*What you are asked to do*.
In the listing that follows, count the lines holding the word "PartialEq" and report only that number.

──────────

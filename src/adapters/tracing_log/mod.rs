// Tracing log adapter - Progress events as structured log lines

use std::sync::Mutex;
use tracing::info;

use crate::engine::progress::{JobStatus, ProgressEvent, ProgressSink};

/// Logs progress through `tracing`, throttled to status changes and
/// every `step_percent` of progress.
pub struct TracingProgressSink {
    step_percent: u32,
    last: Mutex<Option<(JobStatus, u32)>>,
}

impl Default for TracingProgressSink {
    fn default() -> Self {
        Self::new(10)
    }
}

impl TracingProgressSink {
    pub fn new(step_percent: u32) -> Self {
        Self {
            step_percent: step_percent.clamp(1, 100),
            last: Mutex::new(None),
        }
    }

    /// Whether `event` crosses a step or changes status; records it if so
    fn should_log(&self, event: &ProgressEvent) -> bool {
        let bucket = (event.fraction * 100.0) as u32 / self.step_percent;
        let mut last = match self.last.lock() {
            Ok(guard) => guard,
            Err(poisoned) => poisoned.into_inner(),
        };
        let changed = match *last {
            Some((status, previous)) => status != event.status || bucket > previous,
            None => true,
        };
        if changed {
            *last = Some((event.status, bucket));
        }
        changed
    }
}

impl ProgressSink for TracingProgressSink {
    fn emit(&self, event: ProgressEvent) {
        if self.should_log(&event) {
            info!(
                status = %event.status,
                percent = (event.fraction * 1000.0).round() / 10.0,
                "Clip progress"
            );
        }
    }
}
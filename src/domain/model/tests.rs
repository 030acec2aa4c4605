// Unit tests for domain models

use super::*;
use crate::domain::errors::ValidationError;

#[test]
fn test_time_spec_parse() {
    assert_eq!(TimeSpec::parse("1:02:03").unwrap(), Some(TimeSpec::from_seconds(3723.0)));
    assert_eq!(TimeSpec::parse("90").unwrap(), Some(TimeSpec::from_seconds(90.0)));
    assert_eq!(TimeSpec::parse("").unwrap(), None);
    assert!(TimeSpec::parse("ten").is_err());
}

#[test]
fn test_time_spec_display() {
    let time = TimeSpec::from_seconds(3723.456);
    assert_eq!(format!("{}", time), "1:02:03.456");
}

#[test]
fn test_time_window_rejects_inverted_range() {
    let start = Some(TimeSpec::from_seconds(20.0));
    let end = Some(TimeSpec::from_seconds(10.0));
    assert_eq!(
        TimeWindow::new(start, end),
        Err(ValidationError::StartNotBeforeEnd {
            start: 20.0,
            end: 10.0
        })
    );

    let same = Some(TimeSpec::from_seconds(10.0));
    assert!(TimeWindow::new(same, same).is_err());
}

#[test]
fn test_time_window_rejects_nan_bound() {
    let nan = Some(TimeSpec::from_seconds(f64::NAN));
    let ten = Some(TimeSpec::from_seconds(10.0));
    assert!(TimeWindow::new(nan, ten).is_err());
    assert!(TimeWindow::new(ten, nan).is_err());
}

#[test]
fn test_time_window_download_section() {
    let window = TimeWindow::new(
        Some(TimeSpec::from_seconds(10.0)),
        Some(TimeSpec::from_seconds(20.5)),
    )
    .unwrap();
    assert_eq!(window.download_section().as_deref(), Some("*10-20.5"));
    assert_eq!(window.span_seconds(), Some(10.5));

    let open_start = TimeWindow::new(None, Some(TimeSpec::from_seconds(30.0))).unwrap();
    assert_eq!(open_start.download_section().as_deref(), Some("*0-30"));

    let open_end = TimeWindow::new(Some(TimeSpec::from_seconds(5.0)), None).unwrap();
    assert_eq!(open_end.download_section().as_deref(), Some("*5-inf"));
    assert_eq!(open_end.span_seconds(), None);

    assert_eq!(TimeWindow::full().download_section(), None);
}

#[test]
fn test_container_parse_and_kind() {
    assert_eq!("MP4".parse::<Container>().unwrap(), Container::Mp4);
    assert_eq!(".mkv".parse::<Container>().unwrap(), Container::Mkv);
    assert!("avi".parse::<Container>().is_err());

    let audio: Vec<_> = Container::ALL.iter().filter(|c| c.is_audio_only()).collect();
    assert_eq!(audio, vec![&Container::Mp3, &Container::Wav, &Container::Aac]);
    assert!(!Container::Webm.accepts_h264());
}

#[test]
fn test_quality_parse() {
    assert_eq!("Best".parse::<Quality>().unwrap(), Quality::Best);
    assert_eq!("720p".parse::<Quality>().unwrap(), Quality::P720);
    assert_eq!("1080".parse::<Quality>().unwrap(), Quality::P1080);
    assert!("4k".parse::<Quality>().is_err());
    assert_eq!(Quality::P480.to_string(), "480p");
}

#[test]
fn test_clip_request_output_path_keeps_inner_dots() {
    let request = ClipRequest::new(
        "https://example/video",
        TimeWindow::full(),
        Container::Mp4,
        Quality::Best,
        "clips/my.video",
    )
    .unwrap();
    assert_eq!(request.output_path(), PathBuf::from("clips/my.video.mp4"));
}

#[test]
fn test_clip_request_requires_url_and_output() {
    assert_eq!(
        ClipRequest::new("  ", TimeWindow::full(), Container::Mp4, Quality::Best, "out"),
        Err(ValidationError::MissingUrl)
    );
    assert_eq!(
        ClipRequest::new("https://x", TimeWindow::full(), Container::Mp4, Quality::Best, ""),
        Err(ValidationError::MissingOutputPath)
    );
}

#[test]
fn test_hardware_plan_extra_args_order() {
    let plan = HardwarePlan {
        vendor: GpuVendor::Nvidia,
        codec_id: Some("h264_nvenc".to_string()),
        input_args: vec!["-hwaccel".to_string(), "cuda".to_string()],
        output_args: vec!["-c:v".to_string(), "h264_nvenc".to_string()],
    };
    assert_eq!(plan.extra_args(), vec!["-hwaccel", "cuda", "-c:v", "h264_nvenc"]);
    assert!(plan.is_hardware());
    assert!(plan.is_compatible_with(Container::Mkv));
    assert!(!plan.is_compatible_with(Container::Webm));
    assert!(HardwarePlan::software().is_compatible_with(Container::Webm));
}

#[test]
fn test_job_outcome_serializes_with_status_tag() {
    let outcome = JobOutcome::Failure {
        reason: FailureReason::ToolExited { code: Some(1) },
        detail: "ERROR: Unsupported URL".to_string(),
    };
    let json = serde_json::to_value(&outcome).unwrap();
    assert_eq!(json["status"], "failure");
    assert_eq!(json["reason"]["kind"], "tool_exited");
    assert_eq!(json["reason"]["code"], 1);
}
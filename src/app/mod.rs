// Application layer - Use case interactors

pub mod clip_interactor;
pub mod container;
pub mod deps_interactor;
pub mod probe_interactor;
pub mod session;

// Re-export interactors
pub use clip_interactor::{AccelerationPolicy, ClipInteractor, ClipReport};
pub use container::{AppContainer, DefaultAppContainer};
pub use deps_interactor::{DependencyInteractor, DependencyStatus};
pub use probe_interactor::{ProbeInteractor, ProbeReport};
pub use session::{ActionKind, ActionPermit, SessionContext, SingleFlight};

──────────

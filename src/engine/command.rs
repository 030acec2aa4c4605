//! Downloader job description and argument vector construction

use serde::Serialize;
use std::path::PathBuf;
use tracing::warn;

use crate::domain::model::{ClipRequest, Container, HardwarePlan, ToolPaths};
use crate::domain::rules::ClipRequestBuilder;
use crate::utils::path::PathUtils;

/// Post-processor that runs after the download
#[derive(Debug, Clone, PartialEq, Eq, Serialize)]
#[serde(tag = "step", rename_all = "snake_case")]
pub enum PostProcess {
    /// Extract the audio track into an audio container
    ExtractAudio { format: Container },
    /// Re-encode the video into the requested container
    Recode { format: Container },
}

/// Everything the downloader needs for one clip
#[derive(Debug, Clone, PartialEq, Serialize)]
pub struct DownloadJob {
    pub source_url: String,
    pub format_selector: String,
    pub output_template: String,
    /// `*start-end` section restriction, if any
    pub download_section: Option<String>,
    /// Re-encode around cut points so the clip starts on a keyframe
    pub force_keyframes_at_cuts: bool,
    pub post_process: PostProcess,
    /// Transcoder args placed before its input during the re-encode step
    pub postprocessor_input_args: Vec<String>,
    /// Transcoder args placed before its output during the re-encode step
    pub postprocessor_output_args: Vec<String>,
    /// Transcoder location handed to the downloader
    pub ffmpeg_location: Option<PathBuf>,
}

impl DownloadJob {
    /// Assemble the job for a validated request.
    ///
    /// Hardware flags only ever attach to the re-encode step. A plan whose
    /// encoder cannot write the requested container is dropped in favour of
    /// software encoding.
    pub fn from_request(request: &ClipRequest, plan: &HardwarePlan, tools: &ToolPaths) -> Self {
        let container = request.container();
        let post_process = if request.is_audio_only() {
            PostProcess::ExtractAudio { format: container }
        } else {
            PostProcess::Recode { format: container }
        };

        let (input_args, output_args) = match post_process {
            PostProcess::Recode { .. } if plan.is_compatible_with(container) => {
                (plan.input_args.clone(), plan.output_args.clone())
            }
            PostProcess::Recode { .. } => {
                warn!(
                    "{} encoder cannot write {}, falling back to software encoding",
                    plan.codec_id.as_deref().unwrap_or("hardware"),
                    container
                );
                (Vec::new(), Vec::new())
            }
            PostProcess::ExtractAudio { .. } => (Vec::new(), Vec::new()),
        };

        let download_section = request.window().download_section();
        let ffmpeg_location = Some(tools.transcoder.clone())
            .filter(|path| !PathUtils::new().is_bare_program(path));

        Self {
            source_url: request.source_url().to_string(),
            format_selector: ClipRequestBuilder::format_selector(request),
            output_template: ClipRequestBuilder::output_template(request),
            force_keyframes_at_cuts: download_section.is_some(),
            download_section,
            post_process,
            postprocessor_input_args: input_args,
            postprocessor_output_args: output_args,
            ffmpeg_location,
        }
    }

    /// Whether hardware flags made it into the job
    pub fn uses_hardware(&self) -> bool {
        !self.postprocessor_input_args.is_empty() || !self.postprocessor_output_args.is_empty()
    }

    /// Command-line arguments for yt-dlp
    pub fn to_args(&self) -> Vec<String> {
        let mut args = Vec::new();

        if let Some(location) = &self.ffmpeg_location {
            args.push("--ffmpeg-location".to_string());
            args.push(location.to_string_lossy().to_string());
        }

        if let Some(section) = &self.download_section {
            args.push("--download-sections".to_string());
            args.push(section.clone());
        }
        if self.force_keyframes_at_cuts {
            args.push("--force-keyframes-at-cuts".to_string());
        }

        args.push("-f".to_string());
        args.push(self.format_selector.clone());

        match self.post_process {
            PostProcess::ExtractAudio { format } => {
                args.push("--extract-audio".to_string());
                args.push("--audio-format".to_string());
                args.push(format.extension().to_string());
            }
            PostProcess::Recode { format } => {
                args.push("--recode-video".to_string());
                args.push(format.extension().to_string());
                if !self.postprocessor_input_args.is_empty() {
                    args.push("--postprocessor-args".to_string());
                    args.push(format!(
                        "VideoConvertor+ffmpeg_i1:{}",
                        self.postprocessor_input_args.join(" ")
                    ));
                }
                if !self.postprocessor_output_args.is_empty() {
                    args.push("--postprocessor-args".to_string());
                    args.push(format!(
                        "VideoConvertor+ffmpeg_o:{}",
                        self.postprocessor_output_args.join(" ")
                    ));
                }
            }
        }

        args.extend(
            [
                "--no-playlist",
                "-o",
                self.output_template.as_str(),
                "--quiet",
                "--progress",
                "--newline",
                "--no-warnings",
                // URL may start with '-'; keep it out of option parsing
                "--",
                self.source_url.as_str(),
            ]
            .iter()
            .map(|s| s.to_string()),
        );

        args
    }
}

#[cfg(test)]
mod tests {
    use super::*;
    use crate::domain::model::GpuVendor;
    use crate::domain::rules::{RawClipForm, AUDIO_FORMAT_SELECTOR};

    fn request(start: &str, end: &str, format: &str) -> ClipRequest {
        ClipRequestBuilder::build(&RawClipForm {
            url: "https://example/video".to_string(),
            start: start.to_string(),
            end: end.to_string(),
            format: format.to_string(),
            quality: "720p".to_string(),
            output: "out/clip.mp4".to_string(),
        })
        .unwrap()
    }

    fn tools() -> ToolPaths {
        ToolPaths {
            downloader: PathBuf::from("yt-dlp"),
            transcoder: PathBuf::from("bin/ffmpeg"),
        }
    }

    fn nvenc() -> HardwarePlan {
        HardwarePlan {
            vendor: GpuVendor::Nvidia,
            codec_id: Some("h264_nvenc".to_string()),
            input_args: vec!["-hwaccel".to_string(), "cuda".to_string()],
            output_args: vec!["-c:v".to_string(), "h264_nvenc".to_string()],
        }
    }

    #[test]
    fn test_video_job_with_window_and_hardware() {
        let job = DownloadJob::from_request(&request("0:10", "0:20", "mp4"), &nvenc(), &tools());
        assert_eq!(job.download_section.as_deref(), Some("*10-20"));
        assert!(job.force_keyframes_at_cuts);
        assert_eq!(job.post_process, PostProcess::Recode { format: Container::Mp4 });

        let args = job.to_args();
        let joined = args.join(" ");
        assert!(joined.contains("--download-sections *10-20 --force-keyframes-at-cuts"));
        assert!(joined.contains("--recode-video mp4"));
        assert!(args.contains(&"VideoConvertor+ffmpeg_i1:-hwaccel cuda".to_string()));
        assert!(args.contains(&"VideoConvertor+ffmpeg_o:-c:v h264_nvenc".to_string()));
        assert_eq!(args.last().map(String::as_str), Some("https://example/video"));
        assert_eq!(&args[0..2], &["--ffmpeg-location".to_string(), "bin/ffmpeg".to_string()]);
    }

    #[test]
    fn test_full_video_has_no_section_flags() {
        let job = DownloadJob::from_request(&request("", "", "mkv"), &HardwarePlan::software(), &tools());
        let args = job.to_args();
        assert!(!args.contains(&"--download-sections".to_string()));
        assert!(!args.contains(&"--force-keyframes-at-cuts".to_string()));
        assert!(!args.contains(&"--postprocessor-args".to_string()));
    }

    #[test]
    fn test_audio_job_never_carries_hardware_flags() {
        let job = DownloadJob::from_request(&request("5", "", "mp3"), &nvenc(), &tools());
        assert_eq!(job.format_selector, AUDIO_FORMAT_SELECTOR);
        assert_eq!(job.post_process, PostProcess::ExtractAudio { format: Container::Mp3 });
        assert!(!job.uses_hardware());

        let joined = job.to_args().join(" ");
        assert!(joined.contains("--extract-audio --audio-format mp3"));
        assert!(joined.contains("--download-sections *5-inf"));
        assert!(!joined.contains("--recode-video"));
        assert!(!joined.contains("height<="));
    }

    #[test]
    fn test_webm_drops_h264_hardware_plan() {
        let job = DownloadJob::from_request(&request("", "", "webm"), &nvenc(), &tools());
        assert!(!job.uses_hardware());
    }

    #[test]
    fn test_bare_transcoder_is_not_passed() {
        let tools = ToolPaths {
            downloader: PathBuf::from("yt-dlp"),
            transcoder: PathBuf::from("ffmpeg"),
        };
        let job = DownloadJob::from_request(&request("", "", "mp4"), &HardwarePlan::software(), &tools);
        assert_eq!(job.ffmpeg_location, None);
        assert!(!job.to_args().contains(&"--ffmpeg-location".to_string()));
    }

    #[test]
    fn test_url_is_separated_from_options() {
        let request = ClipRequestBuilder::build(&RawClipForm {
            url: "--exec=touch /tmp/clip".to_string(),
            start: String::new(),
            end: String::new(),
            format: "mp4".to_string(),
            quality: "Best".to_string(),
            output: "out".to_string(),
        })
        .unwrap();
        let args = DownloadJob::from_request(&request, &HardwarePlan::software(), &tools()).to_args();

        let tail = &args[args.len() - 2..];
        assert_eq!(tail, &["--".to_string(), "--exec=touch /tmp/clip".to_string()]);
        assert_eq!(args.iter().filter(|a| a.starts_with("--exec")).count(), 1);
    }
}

──────────

*Solution to this problem*.
2